WHAT THIS TASK INVOLVES>
Nothing in the records below may change; print them all exactly.

TASK INPUT>
Start of Block
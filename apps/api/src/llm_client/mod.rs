/// LLM Client — the single point of entry for all OpenAI API calls in SkillSync.
///
/// ARCHITECTURAL RULE: No other module may call the OpenAI API directly.
/// All LLM interactions MUST go through this module.
use reqwest::Client;
use serde::{Deserialize, Serialize};
use thiserror::Error;
use tracing::{debug, warn};

const OPENAI_API_URL: &str = "https://api.openai.com/v1/chat/completions";
const MAX_TOKENS: u32 = 1400;
/// Low temperature keeps the structured-JSON outputs stable across retries.
const TEMPERATURE: f32 = 0.2;
const MAX_RETRIES: u32 = 3;

#[derive(Debug, Error)]
pub enum LlmError {
    #[error("HTTP error: {0}")]
    Http(#[from] reqwest::Error),

    #[error("API error (status {status}): {message}")]
    Api { status: u16, message: String },

    #[error("Rate limited after {retries} retries")]
    RateLimited { retries: u32 },

    #[error("LLM returned empty content")]
    EmptyContent,
}

#[derive(Debug, Serialize)]
struct ChatRequest<'a> {
    model: &'a str,
    messages: Vec<ChatMessage<'a>>,
    max_tokens: u32,
    temperature: f32,
}

#[derive(Debug, Serialize)]
struct ChatMessage<'a> {
    role: &'a str,
    content: &'a str,
}

#[derive(Debug, Deserialize)]
struct ChatResponse {
    choices: Vec<ChatChoice>,
    usage: Option<ChatUsage>,
}

#[derive(Debug, Deserialize)]
struct ChatChoice {
    message: ChatChoiceMessage,
}

#[derive(Debug, Deserialize)]
struct ChatChoiceMessage {
    content: Option<String>,
}

#[derive(Debug, Deserialize)]
struct ChatUsage {
    prompt_tokens: u32,
    completion_tokens: u32,
}

#[derive(Debug, Deserialize)]
struct OpenAiError {
    error: OpenAiErrorBody,
}

#[derive(Debug, Deserialize)]
struct OpenAiErrorBody {
    message: String,
}

/// The single LLM client used by all services in SkillSync.
/// Wraps the Chat Completions API with retry logic.
#[derive(Clone)]
pub struct LlmClient {
    client: Client,
    api_key: String,
    model: String,
}

impl LlmClient {
    pub fn new(api_key: String, model: String) -> Self {
        Self {
            client: Client::builder()
                .timeout(std::time::Duration::from_secs(120))
                .build()
                .expect("Failed to build HTTP client"),
            api_key,
            model,
        }
    }

    /// Makes a chat-completion call and returns the assistant message text.
    /// Retries on 429 (rate limit) and 5xx errors with exponential backoff.
    pub async fn call(&self, system: &str, prompt: &str) -> Result<String, LlmError> {
        let request_body = ChatRequest {
            model: &self.model,
            messages: vec![
                ChatMessage {
                    role: "system",
                    content: system,
                },
                ChatMessage {
                    role: "user",
                    content: prompt,
                },
            ],
            max_tokens: MAX_TOKENS,
            temperature: TEMPERATURE,
        };

        let mut last_error: Option<LlmError> = None;

        for attempt in 0..MAX_RETRIES {
            if attempt > 0 {
                // Exponential backoff: 1s, 2s, 4s
                let delay = std::time::Duration::from_millis(1000 * (1 << (attempt - 1)));
                warn!(
                    "LLM call attempt {} failed, retrying after {}ms...",
                    attempt,
                    delay.as_millis()
                );
                tokio::time::sleep(delay).await;
            }

            let response = self
                .client
                .post(OPENAI_API_URL)
                .bearer_auth(&self.api_key)
                .header("content-type", "application/json")
                .json(&request_body)
                .send()
                .await;

            let response = match response {
                Ok(r) => r,
                Err(e) => {
                    last_error = Some(LlmError::Http(e));
                    continue;
                }
            };

            let status = response.status();

            if status.as_u16() == 429 || status.is_server_error() {
                let body = response.text().await.unwrap_or_default();
                warn!("LLM API returned {}: {}", status, body);
                last_error = Some(LlmError::Api {
                    status: status.as_u16(),
                    message: body,
                });
                continue;
            }

            if !status.is_success() {
                let body = response.text().await.unwrap_or_default();
                // Try to parse the structured error message
                let message = serde_json::from_str::<OpenAiError>(&body)
                    .map(|e| e.error.message)
                    .unwrap_or(body);
                return Err(LlmError::Api {
                    status: status.as_u16(),
                    message,
                });
            }

            let chat: ChatResponse = response.json().await.map_err(LlmError::Http)?;

            if let Some(usage) = &chat.usage {
                debug!(
                    "LLM call succeeded: prompt_tokens={}, completion_tokens={}",
                    usage.prompt_tokens, usage.completion_tokens
                );
            }

            let text = chat
                .choices
                .into_iter()
                .next()
                .and_then(|c| c.message.content)
                .filter(|t| !t.trim().is_empty())
                .ok_or(LlmError::EmptyContent)?;

            return Ok(text);
        }

        Err(last_error.unwrap_or(LlmError::RateLimited {
            retries: MAX_RETRIES,
        }))
    }
}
End of Block
OUTPUT OF THE TASK>
filename apps/api/src/llm_client/mod.rs
/// LLM Client — the single point of entry for all OpenAI API calls in SkillSync.
///
/// ARCHITECTURAL RULE: No other module may call the OpenAI API directly.
/// All LLM interactions MUST go through this module.
use reqwest::Client;
use serde::{Deserialize, Serialize};
use thiserror::Error;
use tracing::{debug, warn};

const OPENAI_API_URL: &str = "https://api.openai.com/v1/chat/completions";
const MAX_TOKENS: u32 = 1400;
/// Low temperature keeps the structured-JSON outputs stable across retries.
const TEMPERATURE: f32 = 0.2;
const MAX_RETRIES: u32 = 3;

#[derive(Debug, Error)]
pub enum LlmError {
    #[error("HTTP error: {0}")]
    Http(#[from] reqwest::Error),

    #[error("API error (status {status}): {message}")]
    Api { status: u16, message: String },

    #[error("Rate limited after {retries} retries")]
    RateLimited { retries: u32 },

    #[error("LLM returned empty content")]
    EmptyContent,
}

#[derive(Debug, Serialize)]
struct ChatRequest<'a> {
    model: &'a str,
    messages: Vec<ChatMessage<'a>>,
    max_tokens: u32,
    temperature: f32,
}

#[derive(Debug, Serialize)]
struct ChatMessage<'a> {
    role: &'a str,
    content: &'a str,
}

#[derive(Debug, Deserialize)]
struct ChatResponse {
    choices: Vec<ChatChoice>,
    usage: Option<ChatUsage>,
}

#[derive(Debug, Deserialize)]
struct ChatChoice {
    message: ChatChoiceMessage,
}

#[derive(Debug, Deserialize)]
struct ChatChoiceMessage {
    content: Option<String>,
}

#[derive(Debug, Deserialize)]
struct ChatUsage {
    prompt_tokens: u32,
    completion_tokens: u32,
}

#[derive(Debug, Deserialize)]
struct OpenAiError {
    error: OpenAiErrorBody,
}

#[derive(Debug, Deserialize)]
struct OpenAiErrorBody {
    message: String,
}

/// The single LLM client used by all services in SkillSync.
/// Wraps the Chat Completions API with retry logic.
#[derive(Clone)]
pub struct LlmClient {
    client: Client,
    api_key: String,
    model: String,
}

impl LlmClient {
    pub fn new(api_key: String, model: String) -> Self {
        Self {
            client: Client::builder()
                .timeout(std::time::Duration::from_secs(120))
                .build()
                .expect("Failed to build HTTP client"),
            api_key,
            model,
        }
    }

    /// Makes a chat-completion call and returns the assistant message text.
    /// Retries on 429 (rate limit) and 5xx errors with exponential backoff.
    pub async fn call(&self, system: &str, prompt: &str) -> Result<String, LlmError> {
        let request_body = ChatRequest {
            model: &self.model,
            messages: vec![
                ChatMessage {
                    role: "system",
                    content: system,
                },
                ChatMessage {
                    role: "user",
                    content: prompt,
                },
            ],
            max_tokens: MAX_TOKENS,
            temperature: TEMPERATURE,
        };

        let mut last_error: Option<LlmError> = None;

        for attempt in 0..MAX_RETRIES {
            if attempt > 0 {
                // Exponential backoff: 1s, 2s, 4s
                let delay = std::time::Duration::from_millis(1000 * (1 << (attempt - 1)));
                warn!(
                    "LLM call attempt {} failed, retrying after {}ms...",
                    attempt,
                    delay.as_millis()
                );
                tokio::time::sleep(delay).await;
            }

            let response = self
                .client
                .post(OPENAI_API_URL)
                .bearer_auth(&self.api_key)
                .header("content-type", "application/json")
                .json(&request_body)
                .send()
                .await;

            let response = match response {
                Ok(r) => r,
                Err(e) => {
                    last_error = Some(LlmError::Http(e));
                    continue;
                }
            };

            let status = response.status();

            if status.as_u16() == 429 || status.is_server_error() {
                let body = response.text().await.unwrap_or_default();
                warn!("LLM API returned {}: {}", status, body);
                last_error = Some(LlmError::Api {
                    status: status.as_u16(),
                    message: body,
                });
                continue;
            }

            if !status.is_success() {
                let body = response.text().await.unwrap_or_default();
                // Try to parse the structured error message
                let message = serde_json::from_str::<OpenAiError>(&body)
                    .map(|e| e.error.message)
                    .unwrap_or(body);
                return Err(LlmError::Api {
                    status: status.as_u16(),
                    message,
                });
            }

            let chat: ChatResponse = response.json().await.map_err(LlmError::Http)?;

            if let Some(usage) = &chat.usage {
                debug!(
                    "LLM call succeeded: prompt_tokens={}, completion_tokens={}",
                    usage.prompt_tokens, usage.completion_tokens
                );
            }

            let text = chat
                .choices
                .into_iter()
                .next()
                .and_then(|c| c.message.content)
                .filter(|t| !t.trim().is_empty())
                .ok_or(LlmError::EmptyContent)?;

            return Ok(text);
        }

        Err(last_error.unwrap_or(LlmError::RateLimited {
            retries: MAX_RETRIES,
        }))
    }
}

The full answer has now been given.